*** Block opens ***
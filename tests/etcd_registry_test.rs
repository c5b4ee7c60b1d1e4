//! etcd 注册中心集成测试
//!
//! 需要运行中的 etcd，默认忽略：
//! `cargo test --features etcd --test etcd_registry_test -- --ignored`
//!
//! ```bash
//! docker run -d --name etcd-test -p 2379:2379 \
//!   quay.io/coreos/etcd:v3.5.9 \
//!   etcd --advertise-client-urls=http://127.0.0.1:2379 \
//!        --listen-client-urls=http://0.0.0.0:2379
//! ```
#![cfg(feature = "etcd")]

use std::time::Duration;

use flare_micro::registry::{Discovery, EtcdRegistry, Registrar, ServiceInstance};

/// 可以通过环境变量 ETCD_ENDPOINTS 覆盖
fn etcd_endpoints() -> Vec<String> {
    std::env::var("ETCD_ENDPOINTS")
        .map(|s| s.split(',').map(|s| s.trim().to_string()).collect())
        .unwrap_or_else(|_| vec!["http://127.0.0.1:2379".to_string()])
}

const TEST_NAMESPACE: &str = "flare-micro-test";

fn instance(id: &str, port: u16) -> ServiceInstance {
    ServiceInstance::new(id, "etcd-user")
        .with_version("v1.0.0")
        .with_metadata("env", "test")
        .with_endpoint(format!("grpc://127.0.0.1:{port}"))
}

#[tokio::test]
#[ignore]
async fn register_and_get_service() {
    let registry = EtcdRegistry::connect(&etcd_endpoints(), TEST_NAMESPACE, 10)
        .await
        .expect("Failed to connect to etcd");

    let first = instance("etcd-user-1", 50051);
    registry.register(&first).await.unwrap();

    let instances = registry.get_service("etcd-user").await.unwrap();
    assert!(instances.contains(&first), "{instances:?}");

    registry.deregister(&first).await.unwrap();
    let instances = registry.get_service("etcd-user").await.unwrap();
    assert!(!instances.contains(&first));
}

#[tokio::test]
#[ignore]
async fn watcher_sees_changes() {
    let registry = EtcdRegistry::connect(&etcd_endpoints(), TEST_NAMESPACE, 10)
        .await
        .expect("Failed to connect to etcd");

    let second = instance("etcd-user-2", 50052);
    registry.register(&second).await.unwrap();

    let watcher = registry.watch("etcd-user").await.unwrap();
    let current = watcher.next().await.unwrap();
    assert!(current.contains(&second));

    let third = instance("etcd-user-3", 50053);
    registry.register(&third).await.unwrap();
    let updated = tokio::time::timeout(Duration::from_secs(5), watcher.next())
        .await
        .expect("watch did not fire")
        .unwrap();
    assert!(updated.contains(&third));

    registry.deregister(&second).await.unwrap();
    registry.deregister(&third).await.unwrap();
    watcher.stop().await.unwrap();
    assert!(watcher.next().await.is_err());
}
*** Block closes ***
Task item
Output the data above without altering a line.

Exercise output
filename tests/etcd_registry_test.rs
repository c5b4ee7c60b1d1e4
//! etcd 注册中心集成测试
//!
//! 需要运行中的 etcd，默认忽略：
//! `cargo test --features etcd --test etcd_registry_test -- --ignored`
//!
//! ```bash
//! docker run -d --name etcd-test -p 2379:2379 \
//!   quay.io/coreos/etcd:v3.5.9 \
//!   etcd --advertise-client-urls=http://127.0.0.1:2379 \
//!        --listen-client-urls=http://0.0.0.0:2379
//! ```
#![cfg(feature = "etcd")]

use std::time::Duration;

use flare_micro::registry::{Discovery, EtcdRegistry, Registrar, ServiceInstance};

/// 可以通过环境变量 ETCD_ENDPOINTS 覆盖
fn etcd_endpoints() -> Vec<String> {
    std::env::var("ETCD_ENDPOINTS")
        .map(|s| s.split(',').map(|s| s.trim().to_string()).collect())
        .unwrap_or_else(|_| vec!["http://127.0.0.1:2379".to_string()])
}

const TEST_NAMESPACE: &str = "flare-micro-test";

fn instance(id: &str, port: u16) -> ServiceInstance {
    ServiceInstance::new(id, "etcd-user")
        .with_version("v1.0.0")
        .with_metadata("env", "test")
        .with_endpoint(format!("grpc://127.0.0.1:{port}"))
}

#[tokio::test]
#[ignore]
async fn register_and_get_service() {
    let registry = EtcdRegistry::connect(&etcd_endpoints(), TEST_NAMESPACE, 10)
        .await
        .expect("Failed to connect to etcd");

    let first = instance("etcd-user-1", 50051);
    registry.register(&first).await.unwrap();

    let instances = registry.get_service("etcd-user").await.unwrap();
    assert!(instances.contains(&first), "{instances:?}");

    registry.deregister(&first).await.unwrap();
    let instances = registry.get_service("etcd-user").await.unwrap();
    assert!(!instances.contains(&first));
}

#[tokio::test]
#[ignore]
async fn watcher_sees_changes() {
    let registry = EtcdRegistry::connect(&etcd_endpoints(), TEST_NAMESPACE, 10)
        .await
        .expect("Failed to connect to etcd");

    let second = instance("etcd-user-2", 50052);
    registry.register(&second).await.unwrap();

    let watcher = registry.watch("etcd-user").await.unwrap();
    let current = watcher.next().await.unwrap();
    assert!(current.contains(&second));

    let third = instance("etcd-user-3", 50053);
    registry.register(&third).await.unwrap();
    let updated = tokio::time::timeout(Duration::from_secs(5), watcher.next())
        .await
        .expect("watch did not fire")
        .unwrap();
    assert!(updated.contains(&third));

    registry.deregister(&second).await.unwrap();
    registry.deregister(&third).await.unwrap();
    watcher.stop().await.unwrap();
    assert!(watcher.next().await.is_err());
}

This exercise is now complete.